Harpagus bided his time, sending gifts to Cyrus to keep contact with him, as he worked to turn the nobles of Media against Astyages. When they were ready, he sent a message to Cyrus, hidden in the belly of a hare, informing him that the Medians would mutiny on the field, should he take arms against his grandfather.

==Harpagus in historical texts==
Herodotus, The Histories:

"Astyages, as soon as Cyrus was born, sent for Harpagus, a man of his own house and the most faithful of the Medes...."

"When Cyrus beheld the Lydians arranging themselves in order of battle on this plain, fearful of the strength of their cavalry, he adopted a device which Harpagus, one of the Medes, suggested to him. He collected together all the camels that had come in the train of his army to carry the provisions and the baggage, and taking off their loads, he mounted riders upon them accoutred as horsemen. These he commanded to advance in front of his other troops against the Lydian horse..."

"Astyages, meanwhile, took the son of Harpagus, and slew him, after which he cut him in pieces, and roasted some portions before the fire, and boiled others..."
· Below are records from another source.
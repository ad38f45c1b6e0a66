//! End-to-end pipeline scenarios against scripted collaborators.

use std::sync::Arc;
use std::time::Duration;
use tokio::sync::broadcast;

use propline::config::PipelineConfig;
use propline::engine::{RunOutcome, RunRequest, StatusUpdate};
use propline::types::*;

use crate::mock_services::*;

fn request(sport: &str) -> RunRequest {
    RunRequest::new(sport, "player", StatFilter::Any)
}

/// Fails every attempt after sport activation, before any page is fetched.
fn unknown_preset(sport: &str) -> RunRequest {
    RunRequest::new(sport, "player", StatFilter::Preset("playoffs".into()))
}

fn drain(events: &mut broadcast::Receiver<StatusUpdate>) -> Vec<StatusUpdate> {
    let mut out = Vec::new();
    while let Ok(ev) = events.try_recv() {
        out.push(ev);
    }
    out
}

/// Stage sequence with consecutive repeats collapsed.
fn stages(events: &[StatusUpdate]) -> Vec<Stage> {
    let mut out: Vec<Stage> = Vec::new();
    for ev in events {
        if out.last() != Some(&ev.stage) {
            out.push(ev.stage);
        }
    }
    out
}

#[tokio::test]
async fn test_mlb_four_pages_publishes_1700() {
    let h = Harness::with_source(
        ScriptedSource::new(vec![Some(500), Some(500), Some(500), Some(200)]),
        EnrichmentMode::Empty,
    );

    let outcome = h.orchestrator.run(request("MLB")).await.unwrap();

    assert_eq!(h.source.offsets(), vec![0, 500, 1000, 1500]);
    assert!(h.source.queries().iter().all(|q| q.limit == 500));
    let RunOutcome::Completed { projections, enriched, attempts } = &outcome else {
        panic!("expected completed run, got {outcome:?}");
    };
    assert_eq!(projections.len(), 1700);
    assert!(!*enriched);
    assert_eq!(*attempts, 1);
    // Empty enrichment publishes the full list, not the capped candidates.
    assert_eq!(h.enrichment.batch_sizes(), vec![200]);
    assert_eq!(h.orchestrator.snapshot().result_count, 1700);
}

#[tokio::test]
async fn test_non_empty_enrichment_publishes_capped_set() {
    let h = Harness::with_source(
        ScriptedSource::new(vec![Some(500), Some(500), Some(500), Some(200)]),
        EnrichmentMode::Predict,
    );

    let outcome = h.orchestrator.run(request("MLB")).await.unwrap();

    let projections = outcome.projections().unwrap();
    assert_eq!(projections.len(), 200);
    assert!(projections.iter().all(|p| p.is_enriched()));
    assert_eq!(projections[0].id(), "MLB-0");
    assert!(h.orchestrator.snapshot().enriched);
}

#[tokio::test]
async fn test_enrichment_failure_publishes_unenriched() {
    let h = Harness::with_source(ScriptedSource::new(vec![Some(150)]), EnrichmentMode::Fail);

    let outcome = h.orchestrator.run(request("MLB")).await.unwrap();

    assert!(outcome.is_completed());
    let projections = outcome.projections().unwrap();
    assert_eq!(projections.len(), 150);
    assert!(projections.iter().all(|p| p.prediction.is_none()));
    assert!(h.orchestrator.snapshot().error.is_none());
}

#[tokio::test]
async fn test_activation_failure_still_fetches() {
    let h = Harness::new(
        RecordingActivator::new().failing_for("NFL"),
        ScriptedSource::new(vec![Some(42)]),
        MockEnrichment::new(EnrichmentMode::Empty),
        MockGames::new(&[]),
        fast_config(),
    );

    let outcome = h.orchestrator.run(request("NFL")).await.unwrap();

    assert!(outcome.is_completed());
    assert_eq!(outcome.projections().unwrap().len(), 42);
    assert_eq!(h.activator.calls(), vec!["activate:NFL"]);
    assert_eq!(h.orchestrator.sport_status(&Sport::new("NFL")), SportStatus::Error);
}

#[tokio::test]
async fn test_offset_ceiling_bounds_requests() {
    let h = Harness::with_source(ScriptedSource::new(vec![Some(500); 12]), EnrichmentMode::Empty);

    let outcome = h.orchestrator.run(request("MLB")).await.unwrap();

    assert_eq!(h.source.offsets(), vec![0, 500, 1000, 1500, 2000, 2500]);
    assert_eq!(outcome.projections().unwrap().len(), 3000);
}

#[tokio::test]
async fn test_batch_failure_keeps_partial_results() {
    let h = Harness::with_source(
        ScriptedSource::new(vec![Some(500), Some(500), None, Some(500)]),
        EnrichmentMode::Empty,
    );

    let outcome = h.orchestrator.run(request("MLB")).await.unwrap();

    assert!(outcome.is_completed());
    assert_eq!(outcome.attempts(), 1);
    assert_eq!(outcome.projections().unwrap().len(), 1000);
    assert_eq!(h.source.offsets().len(), 3);
}

#[tokio::test]
async fn test_deactivates_previous_sport_before_activating() {
    let h = Harness::with_source(ScriptedSource::new(vec![]), EnrichmentMode::Empty);

    h.orchestrator.run(request("MLB")).await.unwrap();
    h.orchestrator.run(request("NBA")).await.unwrap();
    h.orchestrator.run(request("ALL")).await.unwrap();
    h.orchestrator.run(request("NHL")).await.unwrap();

    assert_eq!(
        h.activator.calls(),
        vec![
            "activate:MLB",
            "deactivate:MLB",
            "activate:NBA",
            "deactivate:NBA",
            "activate:NHL",
        ]
    );
    assert_eq!(h.orchestrator.sport_status(&Sport::new("MLB")), SportStatus::Inactive);
    assert_eq!(h.orchestrator.sport_status(&Sport::new("NHL")), SportStatus::Ready);
}

#[tokio::test]
async fn test_retry_bound_is_three_attempts() {
    let h = Harness::with_source(ScriptedSource::new(vec![Some(10)]), EnrichmentMode::Empty);
    let mut events = h.orchestrator.events();

    let outcome = h.orchestrator.run(unknown_preset("MLB")).await.unwrap();

    assert!(h.source.queries().is_empty());
    assert_eq!(h.activator.calls(), vec!["activate:MLB"; 3]);
    assert!(matches!(
        outcome.error(),
        Some(PipelineError::RetriesExhausted { attempts: 3, .. })
    ));

    let seen = drain(&mut events);
    let retries = seen.iter().filter(|e| e.stage == Stage::Retrying).count();
    assert_eq!(retries, 2);
    assert_eq!(seen.last().unwrap().stage, Stage::Error);

    let snap = h.orchestrator.snapshot();
    assert_eq!(snap.stage, Stage::Error);
    assert!(snap.error.unwrap().contains("Unknown stat preset: playoffs"));
}

#[tokio::test]
async fn test_failed_run_keeps_previous_results() {
    let h = Harness::with_source(ScriptedSource::new(vec![Some(25)]), EnrichmentMode::Empty);

    let first = h.orchestrator.run(request("MLB")).await.unwrap();
    assert_eq!(first.projections().unwrap().len(), 25);

    let second = h.orchestrator.run(unknown_preset("NBA")).await.unwrap();
    let RunOutcome::Failed { projections, attempts, .. } = &second else {
        panic!("expected failed run, got {second:?}");
    };
    assert_eq!(*attempts, 3);
    assert_eq!(projections.len(), 25);

    let snap = h.orchestrator.snapshot();
    assert_eq!(snap.projections.len(), 25);
    assert_eq!(snap.result_count, 25);
    assert!(snap.error.is_some());
}

#[tokio::test]
async fn test_games_outage_publishes_unfiltered() {
    let h = Harness::new(
        RecordingActivator::new(),
        ScriptedSource::new(vec![Some(40)]).with_matchups(&["Houston Astros"]),
        MockEnrichment::new(EnrichmentMode::Empty),
        MockGames::new(&["Yankees @ Red Sox"]).failing_for("MLB"),
        PipelineConfig {
            filter_upcoming: true,
            ..fast_config()
        },
    );

    let outcome = h.orchestrator.run(request("MLB")).await.unwrap();

    assert!(outcome.is_completed());
    assert_eq!(outcome.attempts(), 1);
    assert_eq!(outcome.projections().unwrap().len(), 40);
    assert_eq!(h.games.calls(), 1);
    assert!(h.orchestrator.snapshot().error.is_none());
}

#[tokio::test]
async fn test_rapid_double_switch_releases_loaded_sport() {
    let h = Harness::with_source(
        ScriptedSource::new(vec![Some(5), Some(5)]),
        EnrichmentMode::Empty,
    );
    h.orchestrator.run(request("MLB")).await.unwrap();

    // NBA is superseded before it touches the backend.
    let nba = h.orchestrator.begin(request("NBA")).unwrap();
    let nfl = h.orchestrator.begin(request("NFL")).unwrap();
    assert!(h.orchestrator.drive(nba).await.is_superseded());
    assert!(h.orchestrator.drive(nfl).await.is_completed());

    assert_eq!(
        h.activator.calls(),
        vec!["activate:MLB", "deactivate:MLB", "activate:NFL"]
    );
    assert_eq!(h.orchestrator.sport_status(&Sport::new("MLB")), SportStatus::Inactive);
    assert_eq!(h.orchestrator.sport_status(&Sport::new("NBA")), SportStatus::Inactive);
    assert_eq!(h.orchestrator.sport_status(&Sport::new("NFL")), SportStatus::Ready);
}

#[tokio::test]
async fn test_session_superseded_during_backoff_goes_quiet() {
    let h = Harness::new(
        RecordingActivator::new(),
        ScriptedSource::new(vec![Some(4)]),
        MockEnrichment::new(EnrichmentMode::Empty),
        MockGames::new(&[]),
        PipelineConfig {
            retry_base_delay_ms: 10_000,
            retry_max_delay_ms: 10_000,
            ..fast_config()
        },
    );
    let mut events = h.orchestrator.events();

    let stale_session = h.orchestrator.begin(unknown_preset("MLB")).unwrap();
    let stale_id = stale_session.id();
    let stale = {
        let orchestrator = Arc::clone(&h.orchestrator);
        tokio::spawn(async move { orchestrator.drive(stale_session).await })
    };

    // Wait until the MLB run is sleeping before its second attempt.
    loop {
        let ev = events.recv().await.unwrap();
        if ev.session_id == stale_id && ev.stage == Stage::Retrying {
            break;
        }
    }

    let fresh = h.orchestrator.run(request("NBA")).await.unwrap();
    assert!(fresh.is_completed());

    let stale = tokio::time::timeout(Duration::from_secs(2), stale)
        .await
        .expect("backoff should end as soon as the session is superseded")
        .unwrap();
    assert!(stale.is_superseded());

    let after = drain(&mut events);
    assert!(after.iter().all(|e| e.session_id != stale_id));
    assert_eq!(after.last().unwrap().stage, Stage::Complete);

    let snap = h.orchestrator.snapshot();
    assert_eq!(snap.stage, Stage::Complete);
    assert!(snap.error.is_none());
    assert_eq!(
        h.activator.calls(),
        vec!["activate:MLB", "deactivate:MLB", "activate:NBA"]
    );
}

#[tokio::test]
async fn test_upcoming_games_filter() {
    let h = Harness::new(
        RecordingActivator::new(),
        ScriptedSource::new(vec![Some(9)]).with_matchups(&[
            "Red Sox vs Yankees",
            "Houston Astros",
            "Chicago Cubs at St. Louis Cardinals",
        ]),
        MockEnrichment::new(EnrichmentMode::Empty),
        MockGames::new(&["Yankees @ Red Sox"]),
        PipelineConfig {
            filter_upcoming: true,
            ..fast_config()
        },
    );

    let outcome = h.orchestrator.run(request("MLB")).await.unwrap();

    let projections = outcome.projections().unwrap();
    assert_eq!(projections.len(), 3);
    assert!(projections
        .iter()
        .all(|p| p.projection.matchup.as_deref() == Some("Red Sox vs Yankees")));
}

#[tokio::test]
async fn test_empty_game_list_passes_everything() {
    let h = Harness::new(
        RecordingActivator::new(),
        ScriptedSource::new(vec![Some(7)]),
        MockEnrichment::new(EnrichmentMode::Empty),
        MockGames::new(&[]),
        PipelineConfig {
            filter_upcoming: true,
            ..fast_config()
        },
    );

    let outcome = h.orchestrator.run(request("MLB")).await.unwrap();
    assert_eq!(outcome.projections().unwrap().len(), 7);
    assert_eq!(h.games.calls(), 1);
}

#[tokio::test]
async fn test_stat_preset_sent_with_every_page() {
    let mut config = fast_config();
    config.stat_presets.insert(
        "pitching".to_string(),
        vec!["strikeouts".to_string(), "earned_runs".to_string()],
    );
    let h = Harness::new(
        RecordingActivator::new(),
        ScriptedSource::new(vec![Some(500), Some(3)]),
        MockEnrichment::new(EnrichmentMode::Empty),
        MockGames::new(&[]),
        config,
    );

    h.orchestrator
        .run(RunRequest::new("MLB", "player", StatFilter::Preset("Pitching".into())))
        .await
        .unwrap();

    let queries = h.source.queries();
    assert_eq!(queries.len(), 2);
    assert!(queries
        .iter()
        .all(|q| q.stat_types == vec!["strikeouts", "earned_runs"]));
}

#[tokio::test]
async fn test_stage_sequence() {
    let h = Harness::new(
        RecordingActivator::new(),
        ScriptedSource::new(vec![Some(500), Some(12)]),
        MockEnrichment::new(EnrichmentMode::Predict),
        MockGames::new(&[]),
        PipelineConfig {
            filter_upcoming: true,
            ..fast_config()
        },
    );
    let mut events = h.orchestrator.events();

    h.orchestrator.run(request("MLB")).await.unwrap();

    let seen = drain(&mut events);
    assert_eq!(
        stages(&seen),
        vec![
            Stage::Initializing,
            Stage::ActivatingSport,
            Stage::FetchingBatches,
            Stage::Filtering,
            Stage::Enriching,
            Stage::Complete,
        ]
    );

    let progress: Vec<u8> = seen.iter().map(|e| e.progress).collect();
    assert!(progress.windows(2).all(|w| w[0] <= w[1]));
    assert_eq!(*progress.last().unwrap(), 100);
    assert!(seen.last().unwrap().message.is_none());

    let fetching: Vec<u8> = seen
        .iter()
        .filter(|e| e.stage == Stage::FetchingBatches)
        .map(|e| e.progress)
        .collect();
    assert!(fetching.iter().all(|p| (20..=50).contains(p)));
}

#[tokio::test]
async fn test_identical_request_in_flight_is_refused() {
    let h = Harness::with_source(ScriptedSource::new(vec![Some(3)]), EnrichmentMode::Empty);

    let session = h.orchestrator.begin(request("MLB")).unwrap();
    assert!(h.orchestrator.begin(request("mlb")).is_none());
    assert!(h.orchestrator.run(request("MLB")).await.is_none());

    let outcome = h.orchestrator.drive(session).await;
    assert!(outcome.is_completed());
    assert_eq!(h.source.offsets(), vec![0]);
}

#[tokio::test]
async fn test_superseded_session_never_publishes() {
    let h = Harness::with_source(
        ScriptedSource::new(vec![Some(500), Some(8)]).gated_on("MLB"),
        EnrichmentMode::Empty,
    );
    let mut events = h.orchestrator.events();

    let stale = {
        let orchestrator = Arc::clone(&h.orchestrator);
        tokio::spawn(async move { orchestrator.run(request("MLB")).await })
    };
    // Wait until the MLB run is blocked inside its first page request.
    h.source.entered.notified().await;

    let fresh = h.orchestrator.run(request("NBA")).await.unwrap();
    assert!(fresh.is_completed());
    let fresh_count = fresh.projections().unwrap().len();

    h.source.release.notify_one();
    let stale = stale.await.unwrap().unwrap();
    assert!(stale.is_superseded());

    let snap = h.orchestrator.snapshot();
    assert_eq!(snap.sport, Some(Sport::new("NBA")));
    assert_eq!(snap.result_count, fresh_count);
    assert!(snap.projections.iter().all(|p| p.id().starts_with("NBA-")));

    let seen = drain(&mut events);
    let first_fresh = seen
        .iter()
        .position(|e| e.sport == Sport::new("NBA"))
        .unwrap();
    assert!(seen[first_fresh..]
        .iter()
        .all(|e| e.sport == Sport::new("NBA")));
}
"When Cyrus grew to manhood, and became known as the bravest and most popular of all his compeers, Harpagus, who was bent on revenging himself upon Astyages, began to pay him court by gifts and messages..."

"Upon Mazares' death, Harpagus was sent down to the coast to succeed to his command. He also was of the race of the Medes, being the man whom the Median king, Astyages, feasted at the unholy banquet, and who lent his aid to place Cyrus upon the throne..."

"After conquering the Ionians, Harpagus proceeded to attack the Carians, the Caunians, and the Lycians. The Ionians and Aeolians were forced to serve in his army..."

The Chronicle of Nabonidus:

"King Astyages called up his troops and marched against Cyrus, king of Anšan (southwest Iran), in order to meet him in battle. The army of Astyages revolted against him and in fetters they delivered him to Cyrus. Cyrus marched against the country Ecbatana; the royal residence he seized; silver, gold, other valuables of the country Ecbatana he took as booty and brought to Anšan."

==Military career==
According to Herodotus, after the defeat of Astyages (550 BC), Harpagus continued his military career under the new ruler Cyrus II:

- Harpagus suggested using camels as the front line against the Lydians in Cyrus II's war against Croesus, thereby scattering the Lydian cavalry (the horses panicked at the smell of the dromedaries).
- Following a revolt by the Lydians and the death of Cyrus's infantry commander, General Mazares, Cyrus II gave responsibility for the conquest of Asia Minor to Harpagus, who went on to serve as Cyrus's most successful general.
- The Median general followed his victory at Lydia by conquering Ionia, Phoenicia, Caria, Lycia and many other regions of Asia Minor (except Miletus, which had earned the favour of Cyrus through their great sage Thales's advice to stay neutral in the Lydian war).
- Harpagus was also known for innovations in engineering techniques; specifically, the use of earthwork ramps and mounds during sieges (a method later employed by Alexander the Great during his siege of Tyre) and the use of mountain climbers to scale opponents' walls:

When he came to Ionia, he took the cities by building mounds; he would drive the men within their walls and then build mounds against the walls and so take the cities.
— Herodotus 1.162

- Despite Harpagus' reputation for mercy, the residents of Xanthos in Lycia committed suicide rather than surrender to him, saying that they had never been conquered.

==Later life==
After the completion of his conquests, Harpagus was appointed Satrap of Asia Minor. His descendants became the royal family of Lycia in what is now southwest Turkey.